Opal King Percy Marks holds at the time the largest opal in South Australia

The family moved to Sydney in 1880 where Percy was educated at the Paddington Superior Public School.

At the age of 14, he was enrolled to study jewellery and design at Sydney Technical College and apprenticed to the Sydney jeweller Richard (R.H.) Jenkins of Market Street.  He married Eliza Robinson Barton in March 1899 and later that year opened his first shop in Market Street. The business known as ‘Percy Marks’ has become one of Australia’s most respected family jewellers – with four generations of the Marks family standing behind it.  From 1908 he advertised his business as a ‘vice-regal jeweller’.  The store is currently located in Castlereagh Street Sydney.

In 1907, impressed by samples of dark opal from Walangulla (Lightning Ridge), Percy obtained a miner’s right.  Although winning only ‘shin-crackers’ himself, he recognized the opal’s market potential and bought all available.  Captivated by its ‘flashing splendour’, he described it as ‘the orchid of gems’ and named it ‘black opal’ to distinguish it from the more common pale form. Promoting it as Australia’s national gem, he discounted the superstition that opal was unlucky, and made a collection for public display. He won the ‘’grand prix ‘’ at the 1908 Franco-British Exhibition in London and at the 1915 Panama-Pacific International Exposition in San Francisco.

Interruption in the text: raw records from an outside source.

use std::path::{Path, PathBuf};
use std::time::Duration;

use anyhow::{bail, Context, Result};
use clap::Parser;
use stream_recorder::audio::{FileDevices, ProcessorHost, ToneDevices};
use stream_recorder::config::CaptureSource;
use stream_recorder::{
    channel_listener, Config, EventKind, Host, RecorderConfig, RecorderEvent, RecorderOptions,
    RecordingState, Session, TaskSpawner, DEFAULT_ENCODER_PATH,
};
use tracing::{error, info, warn};

#[derive(Parser)]
#[command(name = "stream-recorder")]
#[command(about = "Record audio through the paged encoder pipeline")]
struct Args {
    /// Configuration file (any format the `config` crate reads)
    #[arg(short, long)]
    config: Option<String>,

    /// Capture source
    #[arg(short, long, value_enum)]
    source: Option<CaptureSource>,

    /// WAV file to replay with `--source file`
    #[arg(long)]
    file: Option<PathBuf>,

    /// Input device name with `--source device`
    #[arg(long)]
    device: Option<String>,

    /// Duration to record in seconds
    #[arg(short, long)]
    duration: Option<u64>,

    /// Output file
    #[arg(short, long)]
    output: Option<PathBuf>,

    /// Emit pages while recording instead of at stop
    #[arg(long)]
    stream_pages: bool,

    /// Capture buffers per page
    #[arg(long)]
    max_buffers_per_page: Option<usize>,
}

fn build_host(cfg: &Config) -> Result<Host> {
    let host = Host::new()
        .with_audio(ProcessorHost::new())
        .with_encoders(TaskSpawner::default());

    let host = match cfg.capture.source {
        CaptureSource::Tone => host.with_devices(ToneDevices::new(
            cfg.capture.sample_rate,
            cfg.capture.tone_frequency,
        )),
        CaptureSource::File => {
            let path = cfg
                .capture
                .file
                .clone()
                .context("The file source needs an input file (--file)")?;
            host.with_devices(FileDevices::new(path).realtime(cfg.capture.realtime))
        }
        #[cfg(feature = "cpal")]
        CaptureSource::Device => {
            let devices = stream_recorder::audio::CpalDevices::new();
            match &cfg.capture.device {
                Some(name) => host.with_devices(devices.with_device(name.clone())),
                None => host.with_devices(devices),
            }
        }
        #[cfg(not(feature = "cpal"))]
        CaptureSource::Device => bail!("Built without the `cpal` feature; no input device available"),
    };

    Ok(host)
}

/// Concatenate pages into `path`. PCM pages get a WAV header when the path
/// ends in `.wav`.
fn write_output(path: &Path, data: &[u8], config: &RecorderConfig) -> Result<()> {
    let wants_wav = path
        .extension()
        .is_some_and(|ext| ext.eq_ignore_ascii_case("wav"));

    if wants_wav && config.encoder_path == DEFAULT_ENCODER_PATH {
        let spec = hound::WavSpec {
            channels: config.number_of_channels,
            sample_rate: config.encoder_sample_rate,
            bits_per_sample: 16,
            sample_format: hound::SampleFormat::Int,
        };
        let mut writer = hound::WavWriter::create(path, spec).context("Failed to create WAV file")?;
        for pair in data.chunks_exact(2) {
            writer.write_sample(i16::from_le_bytes([pair[0], pair[1]]))?;
        }
        writer.finalize().context("Failed to finalize WAV file")?;
    } else {
        if wants_wav {
            warn!("Encoder {} is not PCM; writing raw pages", config.encoder_path);
        }
        std::fs::write(path, data).context("Failed to write output file")?;
    }

    Ok(())
}

#[tokio::main]
async fn main() -> Result<()> {
    tracing_subscriber::fmt::init();

    let args = Args::parse();
    let mut cfg = Config::load(args.config.as_deref())?;

    if let Some(source) = args.source {
        cfg.capture.source = source;
    }
    if args.file.is_some() {
        cfg.capture.file = args.file;
    }
    if args.device.is_some() {
        cfg.capture.device = args.device;
    }
    if let Some(duration) = args.duration {
        cfg.capture.duration_secs = duration;
    }
    if let Some(output) = args.output {
        cfg.output.path = output;
    }
    if args.stream_pages {
        cfg.recorder.stream_pages = Some(true);
    }
    if args.max_buffers_per_page.is_some() {
        cfg.recorder.max_buffers_per_page = args.max_buffers_per_page;
    }

    info!("Stream Recorder v{}", env!("CARGO_PKG_VERSION"));
    info!("Source: {:?}, duration: {}s", cfg.capture.source, cfg.capture.duration_secs);

    let host = build_host(&cfg)?;
    let options: RecorderOptions = cfg.recorder.clone().into();
    let mut session = Session::new(&host, options).context("Failed to create session")?;

    let (on_page, mut pages) = channel_listener();
    let (on_stop, mut stopped) = channel_listener();
    let (on_error, mut errors) = channel_listener();
    session.add_event_listener(EventKind::DataAvailable, on_page);
    session.add_event_listener(EventKind::Stop, on_stop);
    session.add_event_listener(EventKind::Error, on_error);

    tokio::spawn(async move {
        while let Some(event) = errors.recv().await {
            if let RecorderEvent::Error(detail) = event {
                error!("Recorder error: {}", detail);
            }
        }
    });

    session.start().await;
    if session.state() != RecordingState::Recording {
        bail!("Recording did not start");
    }

    info!(
        "Recording started! Press Ctrl+C to stop early, or wait {} seconds",
        cfg.capture.duration_secs
    );

    tokio::select! {
        _ = tokio::time::sleep(Duration::from_secs(cfg.capture.duration_secs)) => {}
        _ = tokio::signal::ctrl_c() => info!("Interrupted"),
    }

    session.stop();
    tokio::time::timeout(Duration::from_secs(10), stopped.recv())
        .await
        .context("Timed out waiting for the encoder to finish")?;

    let mut data = Vec::new();
    let mut page_count = 0;
    while let Ok(event) = pages.try_recv() {
        if let RecorderEvent::DataAvailable(page) = event {
            data.extend_from_slice(&page.data);
            page_count += 1;
        }
    }

    write_output(&cfg.output.path, &data, session.config())?;

    let stats = session.stats();
    info!("Recording complete!");
    info!("Buffers sent: {}", stats.buffers_sent);
    info!("Pages: {} ({} bytes)", page_count, data.len());
    info!("Output: {}", cfg.output.path.display());

    Ok(())
}
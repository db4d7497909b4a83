//! Default input device through CPAL.
//!
//! CPAL streams are not `Send` on every platform, so each acquisition owns a
//! dedicated thread that builds the stream, plays it and keeps it alive until
//! the stream's stop handle fires.

use std::sync::mpsc;
use std::thread;

use async_trait::async_trait;
use cpal::traits::{DeviceTrait, HostTrait, StreamTrait};
use cpal::{SampleFormat, StreamConfig};
use tokio::sync::oneshot;
use tracing::{error, info};

use super::stream::{MediaDevices, MediaStream, SampleTap, StreamConstraints};
use crate::error::DeviceError;

/// [`MediaDevices`] backed by the host's default input device.
#[derive(Debug, Clone, Default)]
pub struct CpalDevices {
    device_name: Option<String>,
}

impl CpalDevices {
    pub fn new() -> Self {
        Self::default()
    }

    /// Capture from the input device with this name instead of the default.
    pub fn with_device(mut self, name: impl Into<String>) -> Self {
        self.device_name = Some(name.into());
        self
    }
}

fn open_device(name: Option<&str>) -> Result<cpal::Device, DeviceError> {
    let host = cpal::default_host();
    match name {
        None => host.default_input_device().ok_or(DeviceError::NotFound),
        Some(name) => host
            .input_devices()
            .map_err(|e| DeviceError::backend(e.to_string()))?
            .find(|d| d.name().map(|n| n == name).unwrap_or(false))
            .ok_or(DeviceError::NotFound),
    }
}

fn build_stream(device: &cpal::Device, tap: SampleTap) -> Result<(cpal::Stream, u32, u16), DeviceError> {
    let supported = device.default_input_config().map_err(|e| DeviceError::backend(e.to_string()))?;
    let sample_format = supported.sample_format();
    let config: StreamConfig = supported.into();
    let on_error = |err: cpal::StreamError| error!("Audio stream error: {}", err);

    let stream = match sample_format {
        SampleFormat::F32 => device.build_input_stream(
            &config,
            move |data: &[f32], _: &cpal::InputCallbackInfo| {
                tap.push(data);
            },
            on_error,
            None,
        ),
        SampleFormat::I16 => {
            let mut scratch = Vec::new();
            device.build_input_stream(
                &config,
                move |data: &[i16], _: &cpal::InputCallbackInfo| {
                    scratch.clear();
                    scratch.extend(data.iter().map(|&s| f32::from(s) / 32768.0));
                    tap.push(&scratch);
                },
                on_error,
                None,
            )
        }
        format => return Err(DeviceError::Unsupported(format!("sample format {format:?}"))),
    }
    .map_err(|e| DeviceError::backend(e.to_string()))?;

    stream.play().map_err(|e| DeviceError::backend(e.to_string()))?;
    Ok((stream, config.sample_rate.0, config.channels))
}

#[async_trait]
impl MediaDevices for CpalDevices {
    async fn get_user_media(&self, _constraints: &StreamConstraints) -> Result<MediaStream, DeviceError> {
        let tap = SampleTap::new();
        let feed = tap.clone();
        let name = self.device_name.clone();
        let (ready_tx, ready_rx) = oneshot::channel();
        let (stop_tx, stop_rx) = mpsc::channel::<()>();

        thread::Builder::new()
            .name("cpal-capture".to_string())
            .spawn(move || {
                let opened = open_device(name.as_deref()).and_then(|device| {
                    let device_name = device.name().unwrap_or_else(|_| "unknown".to_string());
                    build_stream(&device, feed).map(|built| (device_name, built))
                });
                match opened {
                    Ok((device_name, (stream, sample_rate, channels))) => {
                        info!(
                            "Capturing from {}: {}Hz, {} channels",
                            device_name, sample_rate, channels
                        );
                        let _ = ready_tx.send(Ok((sample_rate, channels)));
                        // Blocks until the stop handle fires or is dropped
                        let _ = stop_rx.recv();
                        drop(stream);
                        info!("Capture from {} stopped", device_name);
                    }
                    Err(e) => {
                        let _ = ready_tx.send(Err(e));
                    }
                }
            })
            .map_err(|e| DeviceError::backend(e.to_string()))?;

        let (sample_rate, channels) = ready_rx
            .await
            .map_err(|_| DeviceError::backend("capture thread exited"))??;

        let stream = MediaStream::with_stop(sample_rate, channels, move || {
            let _ = stop_tx.send(());
        });
        Ok(stream.with_tap(tap))
    }
}
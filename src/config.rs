use std::path::PathBuf;

use anyhow::{Context, Result};
use serde::Deserialize;
use serde_json::{Map, Value};

use crate::session::RecorderOptions;

/// Application configuration for the `stream-recorder` binary
///
/// Loaded from an optional file plus `STREAM_RECORDER__<SECTION>__<KEY>`
/// environment overrides, e.g. `STREAM_RECORDER__RECORDER__STREAM_PAGES=true`.
#[derive(Debug, Clone, Default, Deserialize)]
#[serde(default)]
pub struct Config {
    pub recorder: RecorderSection,
    pub capture: CaptureConfig,
    pub output: OutputConfig,
}

/// Session options, snake_case so they survive key normalization
#[derive(Debug, Clone, Default, Deserialize)]
#[serde(default)]
pub struct RecorderSection {
    pub buffer_length: Option<usize>,
    pub monitor_gain: Option<f32>,
    pub number_of_channels: Option<u16>,
    pub encoder_sample_rate: Option<u32>,
    pub encoder_path: Option<String>,
    pub stream_pages: Option<bool>,
    pub leave_stream_open: Option<bool>,
    pub max_buffers_per_page: Option<usize>,
    pub encoder_application: Option<u32>,
    pub encoder_frame_size: Option<u32>,
    pub resample_quality: Option<u8>,
    pub bit_rate: Option<u32>,
    /// Keys not listed above, handed to the encoder unchanged
    #[serde(flatten)]
    pub extra: Map<String, Value>,
}

impl From<RecorderSection> for RecorderOptions {
    fn from(section: RecorderSection) -> Self {
        Self {
            buffer_length: section.buffer_length,
            monitor_gain: section.monitor_gain,
            number_of_channels: section.number_of_channels,
            encoder_sample_rate: section.encoder_sample_rate,
            encoder_path: section.encoder_path,
            stream_pages: section.stream_pages,
            leave_stream_open: section.leave_stream_open,
            max_buffers_per_page: section.max_buffers_per_page,
            encoder_application: section.encoder_application,
            encoder_frame_size: section.encoder_frame_size,
            resample_quality: section.resample_quality,
            bit_rate: section.bit_rate,
            extra: section.extra,
        }
    }
}

/// Where captured audio comes from
#[derive(Debug, Clone, Copy, Default, PartialEq, Eq, Deserialize, clap::ValueEnum)]
#[serde(rename_all = "lowercase")]
pub enum CaptureSource {
    /// Synthetic sine tone
    #[default]
    Tone,
    /// Replay of a WAV file
    File,
    /// Default input device (requires the `cpal` feature)
    Device,
}

#[derive(Debug, Clone, Deserialize)]
#[serde(default)]
pub struct CaptureConfig {
    pub source: CaptureSource,
    pub duration_secs: u64,
    /// Device rate for the tone source
    pub sample_rate: u32,
    pub tone_frequency: f64,
    /// Input for the file source
    pub file: Option<PathBuf>,
    /// Pace file playback at its sample rate
    pub realtime: bool,
    /// Input device name for the device source; the default device if unset
    pub device: Option<String>,
}

impl Default for CaptureConfig {
    fn default() -> Self {
        Self {
            source: CaptureSource::Tone,
            duration_secs: 5,
            sample_rate: 48000,
            tone_frequency: 440.0,
            file: None,
            realtime: true,
            device: None,
        }
    }
}

#[derive(Debug, Clone, Deserialize)]
#[serde(default)]
pub struct OutputConfig {
    /// Pages are concatenated here; a `.wav` path gets a WAV header
    pub path: PathBuf,
}

impl Default for OutputConfig {
    fn default() -> Self {
        Self {
            path: PathBuf::from("recording.pcm"),
        }
    }
}

impl Config {
    pub fn load(path: Option<&str>) -> Result<Self> {
        let mut builder = config::Config::builder();
        if let Some(path) = path {
            builder = builder.add_source(config::File::with_name(path));
        }

        let settings = builder
            .add_source(
                config::Environment::with_prefix("STREAM_RECORDER")
                    .separator("__")
                    .try_parsing(true),
            )
            .build()
            .context("Failed to load configuration")?;

        settings
            .try_deserialize()
            .context("Invalid configuration")
    }
}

In 1919 the State Government commissioned him to inquire into the marketing of opals in Europe and North America. He exhibited his collection at the Foire Internationale de Lyon, France, and in Paris, and presented collections of rough and cut opal to eight French museums and mining schools.  Believing the opal trade was being hampered by miners demanding excessive prices, he suggested in his report to the State Government that a small advisory board be appointed by the government to protect and harmonize the respective interests of the miner, jeweller and the public. In 1925 the French Government appointed him Officier d’instruction Publique.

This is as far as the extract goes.